I see, so you don’t have a particular attachment for analog photography but just want to recreate the things you like?

Ken’ichi Kutsuna: That’s right, the feeling or sense that I think is the most beautiful.

About that, in the dôjinshi where you commented on the Vlad Love opening, you mentioned Princess Mononoke’s influence. Could you explain what you like so much about it?

Ken’ichi Kutsuna: Princess Mononoke was made at the time of the switch from analog to digital, and it’s representative of analog techniques at their highest level of development. The first part of the story is particularly beautiful in that sense.

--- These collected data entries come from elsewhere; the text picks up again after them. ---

use anyhow::Result;
use futures::stream::BoxStream;
use serde_json::Value;

/// A single normalized event from an upstream agent runtime.
///
/// Every backend reduces its native stream to this vocabulary, so the
/// envelope layer can translate without knowing which runtime produced it.
#[derive(Debug, Clone, PartialEq)]
pub enum AgentEvent {
    /// An incremental fragment of assistant text
    MessageDelta(String),
    /// The model decided to invoke a tool
    ToolCallStart {
        id: String,
        name: String,
        args: Value,
    },
    /// A tool finished and produced output
    ToolResult {
        tool_call_id: String,
        name: String,
        content: String,
    },
    /// The complete assistant answer, emitted once at the end of a run
    FinalMessage(String),
}

/// Events in upstream arrival order. Streams yield one event at a time
/// with no reordering or buffering beyond the current item.
pub type AgentEventStream<'a> = BoxStream<'a, Result<AgentEvent>>;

It all comes back to the Covid period when there were some Ghibli revival screenings. I had the opportunity to see Princess Mononoke in the theater again back then, and it was so beautiful! The colors in particular: the red, and green, and black… I realized that these colors aren’t really used anymore. So I just figured I should start using them myself.

Today, it’s not just you who’s trying to revive the analog feel, but also people like Kentarô Waki [1] and China [2]. Is this something like a generational movement?

Ken’ichi Kutsuna: We’re not quite from the same generation, so I can’t speak for that, but I do think that there’s an increasing number of people turning back towards old works. It also applies to independent artists like Komugiko2000[3]. I’m already in my 40’s, so I do have some nostalgia towards these older works. However, if younger people like China or Komugiko say that it’s good, I think you can trust them.

Going back to your own work, how do you create that unique feeling? Do you use any software in particular?

Ken’ichi Kutsuna: In my case, the background and cels are done the usual way, with the color designer doing their job as usual, for example. But then, before sending it all to the photography, I play with the colors on Photoshop, and then send it.

How about the photography? Who are the people working on it besides you?

Ken’ichi Kutsuna: I don’t really have a special person I always work with, but for Vlad Love, I asked the help of Daisuke Matsuki from 10Gauge, whom I’ve known for some time. He’s been doing the photography for the studio’s works, those made by Nobutaka Yoda. So Matsuki did all the photography on Vlad Love, and together we more-or-less narrowed down the kind of processing we wanted through trial-and-error. Since then, I haven’t relied on his help but have tried to reproduce the same processing by asking the regular photography director of a given show I’m working on to aim for the same feeling.

“Within the Japanese animation industry, Kobayashi was like a foreigner”

So that’s how you manage to keep the same style each time even though you’re with different staff?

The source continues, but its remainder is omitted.